Seus amplos pátios, minaretes e mosaicos refletem uma síntese cultural que integra as heranças romana, bizantina e islâmica.
Uma das características mais marcantes da mesquita é que ela abriga o santuário com o túmulo de João Batista, reconhecido como o profeta Yahya no Islã. Isso faz da mesquita um símbolo excepcional de coexistência religiosa, onde, por séculos, o respeito e a veneração de diferentes tradições monoteístas convergiram.

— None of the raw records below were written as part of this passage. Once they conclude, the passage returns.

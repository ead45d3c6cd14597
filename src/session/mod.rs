//! One logical connection to the recognition service.
//!
//! A session owns the WebSocket for its lifetime: handshake, a send loop
//! draining the audio ring buffer into sequenced frames, a receive loop
//! decoding server frames into commands, and a heartbeat watchdog. On
//! failure it reconnects a bounded number of times with a fixed delay;
//! exhausting the budget is terminal until the user asks to start again.

pub mod response;
pub mod state;

use std::sync::atomic::{AtomicU8, Ordering};
use std::sync::Arc;
use std::time::Duration;

use anyhow::{anyhow, bail};
use futures_util::stream::{SplitSink, SplitStream};
use futures_util::{SinkExt, StreamExt};
use tokio::net::TcpStream;
use tokio::sync::{mpsc, watch, Mutex};
use tokio::time::{timeout, MissedTickBehavior};
use http::HeaderValue;
use tokio_tungstenite::tungstenite::client::IntoClientRequest;
use tokio_tungstenite::tungstenite::Message;
use tokio_tungstenite::{connect_async, MaybeTlsStream, WebSocketStream};
use tracing::{debug, error, info, warn};

use crate::audio::ring_buffer::AudioConsumer;
use crate::command::CommandInterpreter;
use crate::config::EngineConfig;
use crate::engine::EngineEvent;
use crate::protocol::{DecodeError, Frame, HandshakeRequest};
use response::{interpret_frame, ServerReply};
use state::{SessionState, SessionStateMachine};

type WsSink = SplitSink<WebSocketStream<MaybeTlsStream<TcpStream>>, Message>;
type WsStream = SplitStream<WebSocketStream<MaybeTlsStream<TcpStream>>>;
type SharedSink = Arc<Mutex<WsSink>>;

/// Consecutive send failures before the connection is declared dead.
const MAX_CONSECUTIVE_SEND_ERRORS: u32 = 5;

/// Consecutive receive timeouts (each answered with a heartbeat) before
/// the connection is declared dead.
const MAX_RECEIVE_TIMEOUTS: u32 = 3;

/// Undecodable frames tolerated on one connection before treating the
/// condition as a transport failure.
const MAX_DECODE_ERRORS: u32 = 5;

/// Every blocking call in the session has one of these bounds.
#[derive(Debug, Clone)]
pub struct SessionTimeouts {
    pub connect: Duration,
    pub handshake: Duration,
    pub send: Duration,
    pub receive: Duration,
}

impl Default for SessionTimeouts {
    fn default() -> Self {
        Self {
            connect: Duration::from_secs(10),
            handshake: Duration::from_secs(10),
            send: Duration::from_secs(5),
            receive: Duration::from_secs(30),
        }
    }
}

/// Per-connection sequence numbering.
///
/// The handshake carries 1; every audio frame increments before use; the
/// terminal frame increments and negates.
pub(crate) struct SequenceCounter {
    current: i32,
}

impl SequenceCounter {
    pub(crate) fn new() -> Self {
        Self { current: 1 }
    }

    pub(crate) fn handshake(&self) -> i32 {
        self.current
    }

    pub(crate) fn next_audio(&mut self) -> i32 {
        self.current += 1;
        self.current
    }

    pub(crate) fn final_audio(&mut self) -> i32 {
        self.current += 1;
        -self.current
    }
}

Dentro do complexo da mesquita encontra-se também o mausoléu do Sultão Saladino, conhecido no Ocidente como Saladino, o libertador de Jerusalém e uma das figuras mais emblemáticas da história islâmica.
Seu túmulo, localizado próximo ao complexo, é visitado por fiéis e estudiosos como um símbolo de resistência, dignidade e unidade diante das invasões dos cruzados.
Ao longo dos séculos XX e XXI, a Grande Mesquita Omíada foi visitada por inúmeras figuras e líderes internacionais.
Entre eles, o revolucionário argentino-cubano Ernesto “Che” Guevara, que visitou o local durante sua estadia na República Árabe Unida em 1959, atraído por seu profundo significado histórico e cultural.
Hoje, a mesquita continua sendo um centro ativo de culto, turismo e memória histórica. Os esforços de restauração preservaram seu valor patrimonial, reafirmando seu papel como o coração espiritual de Damasco. A Grande Mesquita Omíada não é apenas um edifício religioso, mas um testemunho vivo da continuidade histórica da Síria.
Sua transformação ao longo dos séculos e sua capacidade de reunir símbolos do cristianismo e do islamismo fazem dela um emblema de coexistência, resistência cultural e diálogo entre civilizações em uma região marcada por profundas transformações históricas.